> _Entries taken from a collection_
+ + +

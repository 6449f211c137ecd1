//! Delivery orders queued against the fleet
//!
//! Orders are a fixed list loaded with the seed fleet. Each one may be linked
//! to a vehicle; the link is checked when the orders are attached to a fleet.

use anyhow::{bail, Context, Error, Result};
use log::debug;
use std::collections::HashSet;
use std::fmt;
use std::str::FromStr;

use super::types::VehicleId;

#[derive(Debug, Clone, Copy, PartialEq, Eq, Hash)]
pub enum OrderStatus {
    Pending,
    InTransit,
    Delivered,
    Overdue,
}

impl OrderStatus {
    pub const ALL: [OrderStatus; 4] = [
        OrderStatus::Pending,
        OrderStatus::InTransit,
        OrderStatus::Delivered,
        OrderStatus::Overdue,
    ];

    pub fn as_str(&self) -> &'static str {
        match self {
            OrderStatus::Pending => "pending",
            OrderStatus::InTransit => "in_transit",
            OrderStatus::Delivered => "delivered",
            OrderStatus::Overdue => "overdue",
        }
    }

    pub fn display_label(&self) -> &'static str {
        match self {
            OrderStatus::Pending => "Pending",
            OrderStatus::InTransit => "In Transit",
            OrderStatus::Delivered => "Delivered",
            OrderStatus::Overdue => "Overdue",
        }
    }
}

impl fmt::Display for OrderStatus {
    fn fmt(&self, f: &mut fmt::Formatter<'_>) -> fmt::Result {
        f.write_str(self.as_str())
    }
}

impl FromStr for OrderStatus {
    type Err = Error;

    fn from_str(s: &str) -> Result<Self, Self::Err> {
        match s {
            "pending" => Ok(OrderStatus::Pending),
            "in_transit" => Ok(OrderStatus::InTransit),
            "delivered" => Ok(OrderStatus::Delivered),
            "overdue" => Ok(OrderStatus::Overdue),
            other => bail!("unknown order status '{}'", other),
        }
    }
}

#[derive(Debug, Clone, Copy, PartialEq, Eq, Hash, PartialOrd, Ord)]
pub enum OrderPriority {
    Standard,
    Express,
    Critical,
}

impl OrderPriority {
    pub fn as_str(&self) -> &'static str {
        match self {
            OrderPriority::Standard => "standard",
            OrderPriority::Express => "express",
            OrderPriority::Critical => "critical",
        }
    }
}

impl fmt::Display for OrderPriority {
    fn fmt(&self, f: &mut fmt::Formatter<'_>) -> fmt::Result {
        f.write_str(self.as_str())
    }
}

impl FromStr for OrderPriority {
    type Err = Error;

    fn from_str(s: &str) -> Result<Self, Self::Err> {
        match s {
            "standard" => Ok(OrderPriority::Standard),
            "express" => Ok(OrderPriority::Express),
            "critical" => Ok(OrderPriority::Critical),
            other => bail!("unknown order priority '{}'", other),
        }
    }
}

/// Delivery window as minutes after midnight
#[derive(Debug, Clone, Copy, PartialEq, Eq)]
pub struct TimeWindow {
    pub start: u16,
    pub end: u16,
}

impl TimeWindow {
    /// Parse a window from two `HH:MM` clock times
    pub fn parse(start: &str, end: &str) -> Result<Self> {
        let window = Self {
            start: parse_clock(start)?,
            end: parse_clock(end)?,
        };
        if window.end <= window.start {
            bail!("time window {} ends before it starts", window);
        }
        Ok(window)
    }

    pub fn duration_minutes(&self) -> u16 {
        self.end - self.start
    }
}

impl fmt::Display for TimeWindow {
    fn fmt(&self, f: &mut fmt::Formatter<'_>) -> fmt::Result {
        write!(
            f,
            "{:02}:{:02}-{:02}:{:02}",
            self.start / 60,
            self.start % 60,
            self.end / 60,
            self.end % 60
        )
    }
}

fn parse_clock(time: &str) -> Result<u16> {
    let (hours, minutes) = time
        .split_once(':')
        .with_context(|| format!("expected HH:MM, got '{}'", time))?;
    let hours: u16 = hours.parse().with_context(|| format!("bad hour in '{}'", time))?;
    let minutes: u16 = minutes.parse().with_context(|| format!("bad minute in '{}'", time))?;
    if hours >= 24 || minutes >= 60 {
        bail!("clock time '{}' out of range", time);
    }
    Ok(hours * 60 + minutes)
}

#[derive(Debug, Clone, PartialEq)]
pub struct Order {
    pub id: String,
    pub destination: String,
    /// Assigned vehicle, `None` while unassigned
    pub vehicle: Option<VehicleId>,
    pub window: TimeWindow,
    pub status: OrderStatus,
    pub priority: OrderPriority,
    pub distance_km: f32,
}

/// One raw entry of the order seed list
#[derive(Debug, Clone, Copy)]
pub struct SeedOrder {
    pub id: &'static str,
    pub destination: &'static str,
    pub vehicle: Option<&'static str>,
    pub window_start: &'static str,
    pub window_end: &'static str,
    pub status: &'static str,
    pub priority: &'static str,
    pub distance_km: f32,
}

pub const SEED_ORDERS: [SeedOrder; 7] = [
    SeedOrder {
        id: "ORD-8821",
        destination: "Industrial Area, Nairobi",
        vehicle: Some("V-01"),
        window_start: "09:00",
        window_end: "10:30",
        status: "in_transit",
        priority: "express",
        distance_km: 4.2,
    },
    SeedOrder {
        id: "ORD-8822",
        destination: "Upper Hill, Nairobi",
        vehicle: Some("V-02"),
        window_start: "09:15",
        window_end: "11:00",
        status: "in_transit",
        priority: "critical",
        distance_km: 2.8,
    },
    SeedOrder {
        id: "ORD-8823",
        destination: "Thika Road Mall Hub (TRM)",
        vehicle: Some("V-03"),
        window_start: "08:30",
        window_end: "10:00",
        status: "overdue",
        priority: "express",
        distance_km: 7.1,
    },
    SeedOrder {
        id: "ORD-8824",
        destination: "Westlands, Nairobi",
        vehicle: Some("V-04"),
        window_start: "10:00",
        window_end: "12:00",
        status: "in_transit",
        priority: "standard",
        distance_km: 3.5,
    },
    SeedOrder {
        id: "ORD-8825",
        destination: "JKIA Cargo Terminal, Nairobi",
        vehicle: Some("V-05"),
        window_start: "11:00",
        window_end: "13:00",
        status: "pending",
        priority: "critical",
        distance_km: 5.9,
    },
    SeedOrder {
        id: "ORD-8826",
        destination: "Ruiru Distribution Depot",
        vehicle: None,
        window_start: "11:30",
        window_end: "14:00",
        status: "pending",
        priority: "standard",
        distance_km: 3.1,
    },
    SeedOrder {
        id: "ORD-8820",
        destination: "Mombasa Road Logistics Park",
        vehicle: Some("V-02"),
        window_start: "07:00",
        window_end: "09:00",
        status: "delivered",
        priority: "standard",
        distance_km: 6.4,
    },
];

/// Counts by order status
#[derive(Debug, Clone, Copy, PartialEq, Eq, Default)]
pub struct OrderStats {
    pub total: usize,
    pub pending: usize,
    pub in_transit: usize,
    pub delivered: usize,
    pub overdue: usize,
}

impl OrderStats {
    pub fn from_orders(orders: &[Order]) -> Self {
        let count = |status: OrderStatus| orders.iter().filter(|o| o.status == status).count();
        Self {
            total: orders.len(),
            pending: count(OrderStatus::Pending),
            in_transit: count(OrderStatus::InTransit),
            delivered: count(OrderStatus::Delivered),
            overdue: count(OrderStatus::Overdue),
        }
    }
}

/// Build the default order list
pub fn seed_orders() -> Result<Vec<Order>> {
    load_orders(&SEED_ORDERS)
}

/// Turn raw seed entries into orders
///
/// Rejects duplicate ids, unknown statuses or priorities, malformed windows,
/// bad distances and in-transit orders with no vehicle. Vehicle links are
/// checked separately by [`check_order_links`].
pub fn load_orders(seeds: &[SeedOrder]) -> Result<Vec<Order>> {
    let mut seen = HashSet::new();
    let mut orders = Vec::with_capacity(seeds.len());

    for seed in seeds {
        let order = parse_order(seed).with_context(|| format!("invalid order {}", seed.id))?;
        if !seen.insert(seed.id) {
            bail!("duplicate order id {}", seed.id);
        }
        orders.push(order);
    }

    debug!("Loaded {} orders", orders.len());
    Ok(orders)
}

fn parse_order(seed: &SeedOrder) -> Result<Order> {
    let status: OrderStatus = seed.status.parse()?;
    let priority: OrderPriority = seed.priority.parse()?;
    let window = TimeWindow::parse(seed.window_start, seed.window_end)?;

    if !seed.distance_km.is_finite() || seed.distance_km < 0.0 {
        bail!("distance must be a non-negative number, got {}", seed.distance_km);
    }
    if status == OrderStatus::InTransit && seed.vehicle.is_none() {
        bail!("order is in transit but has no vehicle");
    }

    Ok(Order {
        id: seed.id.to_string(),
        destination: seed.destination.to_string(),
        vehicle: seed.vehicle.map(VehicleId::from),
        window,
        status,
        priority,
        distance_km: seed.distance_km,
    })
}

/// Check that every assigned order points at a known vehicle
pub fn check_order_links(orders: &[Order], vehicles: &[VehicleId]) -> Result<()> {
    for order in orders {
        if let Some(vehicle) = &order.vehicle {
            if !vehicles.contains(vehicle) {
                bail!("order {} is assigned to unknown vehicle {}", order.id, vehicle);
            }
        }
    }
    Ok(())
}
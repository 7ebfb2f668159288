//! Logging setup for the provider.
//!
//! All logs go to **stderr**; stdout belongs to the host's plugin protocol.
//! Filtering follows `RUST_LOG`, for example:
//!
//! ```bash
//! # Trace every semantic comparison
//! RUST_LOG=aap_provider::customtypes=trace
//!
//! # Log requests sent to the AAP server
//! RUST_LOG=aap_provider::client=debug
//! ```

use tracing::Subscriber;
use tracing_subscriber::{fmt, prelude::*, EnvFilter};

/// Default level used when `RUST_LOG` is not set.
pub const DEFAULT_LEVEL: &str = "info";

fn subscriber(default_level: &str) -> impl Subscriber + Send + Sync + 'static {
    let filter =
        EnvFilter::try_from_default_env().unwrap_or_else(|_| EnvFilter::new(default_level));

    tracing_subscriber::registry().with(filter).with(
        fmt::layer()
            .with_writer(std::io::stderr)
            .with_target(true)
            .with_thread_ids(false)
            .with_file(false)
            .with_line_number(false),
    )
}

/// Install the global subscriber at the [`DEFAULT_LEVEL`].
///
/// # Panics
///
/// Panics if a global subscriber has already been set.
pub fn init_logging() {
    subscriber(DEFAULT_LEVEL).init();
}

/// Like [`init_logging`], with a different level for when `RUST_LOG` is unset.
///
/// # Panics
///
/// Panics if a global subscriber has already been set.
pub fn init_logging_with_default(default_level: &str) {
    subscriber(default_level).init();
}

/// Try to install the global subscriber.
///
/// Returns `false` instead of panicking when one is already set, which makes
/// it safe to call from tests.
pub fn try_init_logging() -> bool {
    subscriber(DEFAULT_LEVEL).try_init().is_ok()
}

#[cfg(test)]
mod tests {
    use super::*;

    #[test]
    fn test_env_filter_parsing() {
        assert!(EnvFilter::try_new(DEFAULT_LEVEL).is_ok());
        assert!(EnvFilter::try_new("aap_provider=debug").is_ok());
        assert!(EnvFilter::try_new("warn,aap_provider::customtypes=trace").is_ok());
    }

    #[test]
    fn test_try_init_is_idempotent() {
        let _ = try_init_logging();
        assert!(!try_init_logging());
    }
}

+ + +

> _Work item_
Show the lines from the data above that contain the string "PartialEq".

> _Problem solution_
#[derive(Debug, Clone, Copy, PartialEq, Eq, Hash)]
#[derive(Debug, Clone, Copy, PartialEq, Eq, Hash, PartialOrd, Ord)]
#[derive(Debug, Clone, Copy, PartialEq, Eq)]
#[derive(Debug, Clone, PartialEq)]
#[derive(Debug, Clone, Copy, PartialEq, Eq, Default)]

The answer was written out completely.